Pineapple Cottage Cheese Bread
1 can (8 1/4 ounces) crushed pineapple
1 carton (8 oz.) small curd nonfat cottage cheese
1 package active dry yeast
2 egg whites (or egg substitute)
3 T sugar
1 1/2 t salt
1 t grated lemon peel
3 1/2 c sifted flour (or substitute 1/2 c flour with whole wheat flour)
1/4 c applesauce
1/2 c nonfat yogurt
Drain pineapple well, reserving syrup for other uses. Turn cottage
cheese out onto doubled thickness of paper toweling to absorb excess
liquid. Heat drained pineapple in a small saucepan to lukewarm (110 to
115 degrees). Stir in yeast and let soften 5 minutes.
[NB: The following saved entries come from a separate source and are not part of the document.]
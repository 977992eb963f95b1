//! Wire-format codecs for the subscription socket.
//!
//! A [`MessageCodec`] turns [`ClientMessage`]s into text frames and text
//! frames into [`ServerMessage`]s. Codecs are chosen per backend: most
//! servers use [`DefaultCodec`], while AWS AppSync needs [`AppSyncCodec`],
//! which signs every `start` frame and rewrites the handshake URL.
//!
//! Decoding is the same for every codec; only the outbound side and the
//! handshake URL differ.

mod appsync;

pub use appsync::{AppSyncCodec, amz_date};

use std::fmt;

use serde::Serialize;
use url::Url;

use crate::error::{ClientError, Result};
use crate::protocol::{ClientMessage, QueryPayload, ServerMessage};

/// Subprotocol negotiated during the websocket upgrade.
pub const GRAPHQL_WS_PROTOCOL: &str = "graphql-ws";

/// Encodes and decodes subscription protocol frames.
pub trait MessageCodec: Send + Sync + fmt::Debug {
    /// Encode an outbound message as a text frame.
    fn encode(&self, message: &ClientMessage) -> Result<String>;

    /// Decode an inbound text frame.
    fn decode(&self, text: &str) -> Result<ServerMessage> {
        ServerMessage::from_json(text)
    }

    /// The URL the socket connects to for the given GraphQL endpoint.
    ///
    /// Called once, before the handshake.
    fn connection_url(&self, endpoint: &Url) -> Result<Url> {
        websocket_url(endpoint)
    }

    /// Value of the `Sec-WebSocket-Protocol` request header.
    fn subprotocol(&self) -> &str {
        GRAPHQL_WS_PROTOCOL
    }

    /// Whether the server answers each `start` with a `start_ack` frame.
    ///
    /// When it does not, a `start` frame counts as acknowledged once it has
    /// been written to the socket.
    fn acknowledges_start(&self) -> bool {
        false
    }
}

/// The envelope shared by every outbound frame.
#[derive(Serialize)]
pub(crate) struct Frame<'a, P: Serialize> {
    #[serde(rename = "type")]
    kind: &'static str,
    #[serde(skip_serializing_if = "Option::is_none")]
    id: Option<&'a str>,
    #[serde(skip_serializing_if = "Option::is_none")]
    payload: Option<P>,
}

impl<'a, P: Serialize> Frame<'a, P> {
    pub(crate) fn new(kind: &'static str, id: Option<&'a str>, payload: Option<P>) -> Self {
        Self { kind, id, payload }
    }

    pub(crate) fn to_json(&self) -> Result<String> {
        serde_json::to_string(self)
            .map_err(|e| ClientError::Request(format!("failed to encode frame: {e}")))
    }
}

fn bare_frame(kind: &'static str, id: Option<&str>) -> Result<String> {
    Frame::<()>::new(kind, id, None).to_json()
}

/// Plain `graphql-ws` framing.
#[derive(Debug, Clone, Copy, Default)]
pub struct DefaultCodec;

impl DefaultCodec {
    fn encode_start(id: &str, payload: &QueryPayload) -> Result<String> {
        Frame::new("start", Some(id), Some(payload)).to_json()
    }
}

impl MessageCodec for DefaultCodec {
    fn encode(&self, message: &ClientMessage) -> Result<String> {
        match message {
            ClientMessage::ConnectionInit => bare_frame(message.kind(), None),
            ClientMessage::Start { id, payload } => Self::encode_start(id, payload),
            ClientMessage::Stop { id } => bare_frame(message.kind(), Some(id)),
            ClientMessage::ConnectionTerminate => bare_frame(message.kind(), None),
        }
    }
}

/// Switch an `http(s)` endpoint to the matching `ws(s)` scheme.
pub fn websocket_url(endpoint: &Url) -> Result<Url> {
    let mut url = endpoint.clone();
    switch_to_socket_scheme(&mut url)?;
    Ok(url)
}

pub(crate) fn switch_to_socket_scheme(url: &mut Url) -> Result<()> {
    let scheme = match url.scheme() {
        "https" | "wss" => "wss",
        "http" | "ws" => "ws",
        other => {
            return Err(ClientError::Request(format!(
                "unsupported endpoint scheme '{other}'"
            )));
        }
    };
    url.set_scheme(scheme)
        .map_err(|_| ClientError::Request(format!("cannot switch '{url}' to {scheme}")))
}

#[cfg(test)]
mod tests {
    use super::*;
    use crate::request::GraphQLRequest;
    use serde_json::json;

    #[test]
    fn test_default_encoding_matches_wire_format() {
        let codec = DefaultCodec;

        assert_eq!(
            codec.encode(&ClientMessage::ConnectionInit).unwrap(),
            r#"{"type":"connection_init"}"#
        );
        assert_eq!(
            codec.encode(&ClientMessage::ConnectionTerminate).unwrap(),
            r#"{"type":"connection_terminate"}"#
        );
        assert_eq!(
            codec.encode(&ClientMessage::stop("123")).unwrap(),
            r#"{"type":"stop","id":"123"}"#
        );

        let request = GraphQLRequest::subscription("select")
            .variables(json!({"room": "a"}))
            .unwrap();
        assert_eq!(
            codec.encode(&ClientMessage::start("123", request)).unwrap(),
            r#"{"type":"start","id":"123","payload":{"query":"select","variables":{"room":"a"},"operationName":null}}"#
        );
    }

    #[test]
    fn test_encoded_messages_parse_back() {
        let request = GraphQLRequest::subscription("subscription { a }")
            .variables(json!({"room": "a"}))
            .unwrap();
        let messages = [
            ClientMessage::ConnectionInit,
            ClientMessage::start("abc", request),
            ClientMessage::stop("abc"),
            ClientMessage::ConnectionTerminate,
        ];

        for message in messages {
            let text = DefaultCodec.encode(&message).unwrap();
            assert_eq!(ClientMessage::from_json(&text).unwrap(), message, "{text}");
        }
    }

    #[test]
    fn test_default_decode() {
        let codec = DefaultCodec;
        assert_eq!(
            codec.decode(r#"{"type":"connection_ack"}"#).unwrap(),
            ServerMessage::ConnectionAck
        );
        assert!(codec.decode(r#"{"type":"GQL_DATA"}"#).is_err());
    }

    #[test]
    fn test_websocket_url() {
        let url = Url::parse("https://api.example.com/graphql").unwrap();
        assert_eq!(
            websocket_url(&url).unwrap().as_str(),
            "wss://api.example.com/graphql"
        );

        let url = Url::parse("http://localhost:4000/graphql").unwrap();
        assert_eq!(
            websocket_url(&url).unwrap().as_str(),
            "ws://localhost:4000/graphql"
        );

        let url = Url::parse("ftp://example.com/").unwrap();
        assert!(websocket_url(&url).is_err());
    }

    #[test]
    fn test_default_codec_properties() {
        assert_eq!(DefaultCodec.subprotocol(), "graphql-ws");
        assert!(!DefaultCodec.acknowledges_start());
    }
}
Combine cottage cheese, egg whites, sugar, salt, and lemon peel. Stir in
pineapple-yeast mixture. Blend in half the flour, mixing well. Stir in
yogurt, then work in remaining flour, using hands, to make a stiff dough.
Turn out onto lightly floured board, and knead smooth, 3 to 4 minutes.
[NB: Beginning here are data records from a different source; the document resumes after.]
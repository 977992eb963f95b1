//! Backend plugins.
//!
//! A [`Plugin`] adapts the client to a backend's authentication scheme: it
//! decorates outgoing HTTP requests and picks the [`MessageCodec`] used on
//! the subscription socket (which in turn decides the handshake URL).

use std::fmt;
use std::sync::Arc;

use http::{HeaderMap, HeaderValue};
use url::Url;

use crate::codec::{AppSyncCodec, DefaultCodec, MessageCodec};
use crate::error::Result;

/// Backend-specific request decoration and codec selection.
pub trait Plugin: Send + Sync + fmt::Debug {
    /// Add headers to an HTTP query/mutation request or to the websocket
    /// upgrade request.
    fn decorate(&self, headers: &mut HeaderMap, for_websocket: bool) -> Result<()>;

    /// The codec to use for subscriptions against `endpoint`.
    fn codec(&self, endpoint: &Url) -> Result<Arc<dyn MessageCodec>> {
        let _ = endpoint;
        Ok(Arc::new(DefaultCodec))
    }
}

/// API-key authentication for AWS AppSync.
///
/// HTTP requests get an `x-api-key` header. Subscriptions use
/// [`AppSyncCodec`], which carries the key in the handshake URL and in every
/// `start` frame instead of in headers.
#[derive(Clone)]
pub struct AppSyncPlugin {
    api_key: String,
}

impl AppSyncPlugin {
    /// Create a plugin for the given API key.
    pub fn new(api_key: impl Into<String>) -> Self {
        Self {
            api_key: api_key.into(),
        }
    }
}

impl fmt::Debug for AppSyncPlugin {
    fn fmt(&self, f: &mut fmt::Formatter<'_>) -> fmt::Result {
        f.debug_struct("AppSyncPlugin")
            .field("api_key", &"<redacted>")
            .finish()
    }
}

impl Plugin for AppSyncPlugin {
    fn decorate(&self, headers: &mut HeaderMap, for_websocket: bool) -> Result<()> {
        if !for_websocket {
            headers.insert("x-api-key", HeaderValue::from_str(&self.api_key)?);
        }
        Ok(())
    }

    fn codec(&self, endpoint: &Url) -> Result<Arc<dyn MessageCodec>> {
        Ok(Arc::new(AppSyncCodec::new(endpoint, self.api_key.clone())?))
    }
}
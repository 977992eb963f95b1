//! Wire messages of the `graphql-ws` subscription protocol.
//!
//! Every frame is a JSON object discriminated by its `type` field:
//!
//! | direction | `type`                                                      |
//! |-----------|-------------------------------------------------------------|
//! | client    | `connection_init`, `start`, `stop`, `connection_terminate`  |
//! | server    | `connection_ack`, `connection_error`, `start_ack`, `data`, `error`, `complete`, `ka` |
//!
//! Frames are first read into a [`RawFrame`] so that the discriminator can be
//! inspected before any variant-specific field is decoded.

mod client;
mod server;

pub use client::{ClientMessage, QueryPayload};
pub use server::{MessagePayload, ServerMessage};

use serde::Deserialize;
use serde_json::Value;

use crate::error::{ClientError, Result};

/// A frame with only its envelope decoded.
#[derive(Debug, Deserialize)]
pub(crate) struct RawFrame {
    #[serde(rename = "type")]
    pub kind: String,
    #[serde(default)]
    pub id: Option<String>,
    #[serde(default)]
    pub payload: Option<Value>,
}

impl RawFrame {
    pub(crate) fn parse(text: &str) -> Result<Self> {
        serde_json::from_str(text).map_err(|e| ClientError::Decode(format!("malformed frame: {e}")))
    }

    pub(crate) fn require_id(&mut self) -> Result<String> {
        self.id
            .take()
            .ok_or_else(|| ClientError::Decode(format!("'{}' frame without id", self.kind)))
    }

    pub(crate) fn require_payload(&mut self) -> Result<Value> {
        self.payload
            .take()
            .ok_or_else(|| ClientError::Decode(format!("'{}' frame without payload", self.kind)))
    }
}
Spray a medium size bowl with Pam. Place the dough in the bowl and turn
once to bring the bottom side up, and cover. Let rise in warm place
until light and doubled in volume, about 1 1/2 hours.
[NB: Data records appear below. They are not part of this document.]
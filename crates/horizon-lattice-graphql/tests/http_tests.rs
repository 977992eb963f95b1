//! Query and mutation tests against a mocked HTTP endpoint.

use std::time::Duration;

use horizon_lattice_graphql::{AppSyncPlugin, ClientError, GraphQLClient, GraphQLRequest};
use serde::Deserialize;
use serde_json::{Value, json};
use wiremock::matchers::{body_json, header, method, path};
use wiremock::{Mock, MockServer, ResponseTemplate};

#[derive(Debug, Deserialize, PartialEq)]
struct User {
    name: String,
}

#[derive(Debug, Deserialize, PartialEq)]
struct UserData {
    user: User,
}

fn client_for(server: &MockServer) -> GraphQLClient {
    GraphQLClient::builder(format!("{}/graphql", server.uri()))
        .build()
        .unwrap()
}

#[tokio::test]
async fn test_query_decodes_data() {
    let server = MockServer::start().await;
    Mock::given(method("POST"))
        .and(path("/graphql"))
        .and(header("content-type", "application/json"))
        .and(body_json(json!({
            "query": "query($id: ID!) { user(id: $id) { name } }",
            "variables": {"id": "1"}
        })))
        .respond_with(
            ResponseTemplate::new(200).set_body_json(json!({"data": {"user": {"name": "Ada"}}})),
        )
        .mount(&server)
        .await;

    let data: UserData = client_for(&server)
        .query("query($id: ID!) { user(id: $id) { name } }", json!({"id": "1"}))
        .await
        .unwrap();

    assert_eq!(data.user.name, "Ada");
}

#[tokio::test]
async fn test_mutation_uses_mutation_key() {
    let server = MockServer::start().await;
    Mock::given(method("POST"))
        .and(path("/graphql"))
        .and(body_json(json!({
            "mutation": "mutation { rename(name: \"Grace\") { name } }",
            "variables": {}
        })))
        .respond_with(
            ResponseTemplate::new(200).set_body_json(json!({"data": {"user": {"name": "Grace"}}})),
        )
        .mount(&server)
        .await;

    let data: UserData = client_for(&server)
        .mutation("mutation { rename(name: \"Grace\") { name } }", json!({}))
        .await
        .unwrap();

    assert_eq!(data.user.name, "Grace");
}

#[tokio::test]
async fn test_errors_win_over_data() {
    let server = MockServer::start().await;
    Mock::given(method("POST"))
        .respond_with(ResponseTemplate::new(200).set_body_json(json!({
            "data": {"user": {"name": "Ada"}},
            "errors": [{"message": "field deprecated", "path": ["user", "name"]}]
        })))
        .mount(&server)
        .await;

    let result: Result<UserData, _> = client_for(&server).query("{ user { name } }", json!({})).await;

    match result {
        Err(ClientError::Response(errors)) => {
            assert_eq!(errors.len(), 1);
            assert_eq!(errors[0].message, "field deprecated");
        }
        other => panic!("expected response error, got {other:?}"),
    }
}

#[tokio::test]
async fn test_execute_returns_envelope() {
    let server = MockServer::start().await;
    Mock::given(method("POST"))
        .respond_with(ResponseTemplate::new(200).set_body_json(json!({
            "data": null,
            "errors": [{"message": "boom", "locations": [{"line": 1, "column": 3}]}]
        })))
        .mount(&server)
        .await;

    let response = client_for(&server)
        .execute(&GraphQLRequest::query("{ a }"))
        .await
        .unwrap();

    assert!(response.has_errors());
    assert_eq!(response.errors[0].locations[0].column, 3);
}

#[tokio::test]
async fn test_http_error_status() {
    let server = MockServer::start().await;
    Mock::given(method("POST"))
        .respond_with(ResponseTemplate::new(503).set_body_string("Service Unavailable"))
        .mount(&server)
        .await;

    let result: Result<Value, _> = client_for(&server).query("{ a }", json!({})).await;

    match result {
        Err(ClientError::HttpStatus { status, message }) => {
            assert_eq!(status, 503);
            assert_eq!(message.as_deref(), Some("Service Unavailable"));
        }
        other => panic!("expected HTTP status error, got {other:?}"),
    }
}

#[tokio::test]
async fn test_error_status_with_graphql_errors() {
    let server = MockServer::start().await;
    Mock::given(method("POST"))
        .respond_with(
            ResponseTemplate::new(400)
                .set_body_json(json!({"errors": [{"message": "Syntax Error"}]})),
        )
        .mount(&server)
        .await;

    let result: Result<Value, _> = client_for(&server).query("{ a", json!({})).await;

    match result {
        Err(ClientError::Response(errors)) => assert_eq!(errors[0].message, "Syntax Error"),
        other => panic!("expected response error, got {other:?}"),
    }
}

#[tokio::test]
async fn test_invalid_body_is_decode_error() {
    let server = MockServer::start().await;
    Mock::given(method("POST"))
        .respond_with(ResponseTemplate::new(200).set_body_string("<html></html>"))
        .mount(&server)
        .await;

    let result: Result<Value, _> = client_for(&server).query("{ a }", json!({})).await;
    assert!(matches!(result, Err(ClientError::Decode(_))));
}

#[tokio::test]
async fn test_unserializable_variables_fail_early() {
    let server = MockServer::start().await;

    // map keys must be strings
    let mut variables = std::collections::HashMap::new();
    variables.insert(vec![1u8], 1);

    let result: Result<Value, _> = client_for(&server).query("{ a }", variables).await;
    assert!(matches!(result, Err(ClientError::Request(_))));
    assert!(server.received_requests().await.unwrap().is_empty());
}

#[tokio::test]
async fn test_request_timeout() {
    let server = MockServer::start().await;
    Mock::given(method("POST"))
        .respond_with(
            ResponseTemplate::new(200)
                .set_body_json(json!({"data": {}}))
                .set_delay(Duration::from_secs(5)),
        )
        .mount(&server)
        .await;

    let client = GraphQLClient::builder(format!("{}/graphql", server.uri()))
        .request_timeout(Duration::from_millis(100))
        .build()
        .unwrap();
    let result: Result<Value, _> = client.query("{ a }", json!({})).await;

    assert!(matches!(result, Err(ClientError::Timeout(_))));
}

#[tokio::test]
async fn test_default_headers_and_plugin_decoration() {
    let server = MockServer::start().await;
    Mock::given(method("POST"))
        .and(header("x-api-key", "da2-key"))
        .and(header("x-trace", "abc"))
        .respond_with(ResponseTemplate::new(200).set_body_json(json!({"data": {"ok": true}})))
        .mount(&server)
        .await;

    let client = GraphQLClient::builder(format!("{}/graphql", server.uri()))
        .header("x-trace", "abc")
        .plugin(AppSyncPlugin::new("da2-key"))
        .build()
        .unwrap();
    let data: Value = client.query("{ ok }", json!({})).await.unwrap();

    assert_eq!(data, json!({"ok": true}));
}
Punch down and shape into a ball. Spray a 1 1/2-quart round souffle
dish, glass casserole, or tube pan lightly with Pam. Let rise again
until doubled, 40-45 minutes. Bake below oven center at 325 degrees,
about 1 hour 10 minutes. Remove from oven and let stand in pan 5
minutes, then turn out onto wire rack to cool.